◆ **Exercise directions**: Output only the lines below from the one containing "What a single" to the one containing "pub struct CombatantView", exactly as written, both ends kept.

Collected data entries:
// crates/arena_combat/src/state.rs

use std::sync::Arc;

use arena_shared::{Channel, CollisionOracle, CueCommand, Facing, InputState, Millis};
use glam::Vec2;
use serde::Serialize;
use tracing::info;

use crate::animation::{AnimationLibrary, AnimationPlayer, FrameId, SequenceId};
use crate::config::CombatConfig;
use crate::cues::CueOutbox;
use crate::error::Result;
use crate::events::{MatchEvent, MatchOutcome};
use crate::sequences;
use crate::systems::boss::{Boss, BossState};
use crate::systems::player::{Player, PlayerState};
use crate::systems::{DeathPhase, TickContext};

/// One match: the two combatants plus everything the host drains per frame.
#[derive(Debug)]
pub struct Arena {
    config: CombatConfig,
    library: Arc<AnimationLibrary>,
    player: Player,
    boss: Boss,
    cues: CueOutbox,
    events: Vec<MatchEvent>,
    outcome: Option<MatchOutcome>,
    last_now: Option<Millis>,
    ticks: u64,
}

/// What a single `Arena::step` produced.
#[derive(Debug, Clone, PartialEq, Serialize)]
pub struct StepReport {
    pub tick: u64,
    pub events: Vec<MatchEvent>,
    pub outcome: Option<MatchOutcome>,
}

/// Read-only snapshot of a combatant for rendering and UI.
#[derive(Debug, Clone, Copy, PartialEq, Serialize)]
pub struct CombatantView {
    pub position: Vec2,
    pub facing: Facing,
    pub health: u32,
    /// `None` for the boss.
    pub stamina: Option<u8>,
    pub state: &'static str,
    pub frame: Option<FrameId>,
}

fn spawn_combatants(
    config: &CombatConfig,
    library: &Arc<AnimationLibrary>,
    now: Millis,
) -> Result<(Player, Boss)> {
    let player_anim = AnimationPlayer::new(
        Arc::clone(library),
        sequences::player(Facing::Right, PlayerState::Idle),
    )?;
    let boss_anim =
        AnimationPlayer::new(Arc::clone(library), sequences::boss(Facing::Left, BossState::Idle))?;
    Ok((
        Player::spawn(&config.player, player_anim, now),
        Boss::spawn(&config.boss, boss_anim, now),
    ))
}

impl Arena {
    /// Validates the tuning and checks that the library can serve every
    /// sequence either state machine may request.
    pub fn new(config: CombatConfig, library: Arc<AnimationLibrary>) -> Result<Self> {
        config.validate()?;
        let required: Vec<SequenceId> = sequences::all().collect();
        library.require(&required)?;

        let (player, boss) = spawn_combatants(&config, &library, 0)?;
        info!(
            player_health = player.health,
            boss_health = boss.health,
            sequences = library.len(),
            "arena ready"
        );
        Ok(Self {
            config,
            library,
            player,
            boss,
            cues: CueOutbox::default(),
            events: Vec::new(),
            outcome: None,
            last_now: None,
            ticks: 0,
        })
    }

    /// Advances the match to `now`. The player acts first, so a swing that
    /// lands this tick puts the boss in Hit before it can strike back.
    pub fn step(
        &mut self,
        input: &InputState,
        now: Millis,
        walls: &dyn CollisionOracle,
    ) -> Result<StepReport> {
        let dt = self.last_now.map_or(0, |last| now.saturating_sub(last));
        self.last_now = Some(now);
        let first_event = self.events.len();

        {
            let mut ctx = TickContext {
                now,
                config: &self.config,
                walls,
                cues: &mut self.cues,
                events: &mut self.events,
            };
            self.player.step(input, &mut self.boss, &mut ctx);
            self.boss.step(&mut self.player, &mut ctx)?;
        }

        self.player.sync_animation()?;
        self.boss.sync_animation()?;
        self.player.animation.advance(dt);
        self.boss.animation.advance(dt);

        self.decide_outcome();
        self.ticks += 1;

        Ok(StepReport {
            tick: self.ticks,
            events: self.events[first_event..].to_vec(),
            outcome: self.outcome,
        })
    }

    fn decide_outcome(&mut self) {
        if self.outcome.is_some() {
            return;
        }
        let outcome = if self.player.death_phase == Some(DeathPhase::Finished) {
            MatchOutcome::Defeat
        } else if self.boss.death_phase == Some(DeathPhase::Finished) {
            MatchOutcome::Victory
        } else {
            return;
        };
        info!(?outcome, tick = self.ticks, "match decided");
        self.outcome = Some(outcome);
        self.events.push(MatchEvent::MatchEnded { outcome });
    }

    /// Puts both combatants back at their spawn points with full health.
    pub fn restart(&mut self, now: Millis) -> Result<()> {
        let (player, boss) = spawn_combatants(&self.config, &self.library, now)?;
        self.player = player;
        self.boss = boss;
        self.cues.clear();
        self.cues.stop(Channel::PlayerFeet);
        self.cues.stop(Channel::BossFeet);
        self.events.clear();
        self.outcome = None;
        self.last_now = None;
        info!(now, "match restarted");
        Ok(())
    }

    pub fn drain_cues(&mut self) -> Vec<CueCommand> {
        self.cues.drain()
    }

    pub fn drain_events(&mut self) -> Vec<MatchEvent> {
        std::mem::take(&mut self.events)
    }

    pub fn outcome(&self) -> Option<MatchOutcome> {
        self.outcome
    }

    pub fn config(&self) -> &CombatConfig {
        &self.config
    }

    pub fn ticks(&self) -> u64 {
        self.ticks
    }

    pub fn player(&self) -> &Player {
        &self.player
    }

    pub fn boss(&self) -> &Boss {
        &self.boss
    }

    /// Direct access for scenario setup.
    pub fn player_mut(&mut self) -> &mut Player {
        &mut self.player
    }

    pub fn boss_mut(&mut self) -> &mut Boss {
        &mut self.boss
    }

    pub fn player_view(&self) -> CombatantView {
        let p = &self.player;
        CombatantView {
            position: p.position,
            facing: p.facing,
            health: p.health,
            stamina: Some(p.stamina),
            state: p.state.label(),
            frame: p.animation.current_frame(),
        }
    }

    pub fn boss_view(&self) -> CombatantView {
        let b = &self.boss;
        CombatantView {
            position: b.position,
            facing: b.facing,
            health: b.health,
            stamina: None,
            state: b.state.label(),
            frame: b.animation.current_frame(),
        }
    }
}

◆ **Solution below**:
/// What a single `Arena::step` produced.
#[derive(Debug, Clone, PartialEq, Serialize)]
pub struct StepReport {
    pub tick: u64,
    pub events: Vec<MatchEvent>,
    pub outcome: Option<MatchOutcome>,
}

/// Read-only snapshot of a combatant for rendering and UI.
#[derive(Debug, Clone, Copy, PartialEq, Serialize)]
pub struct CombatantView {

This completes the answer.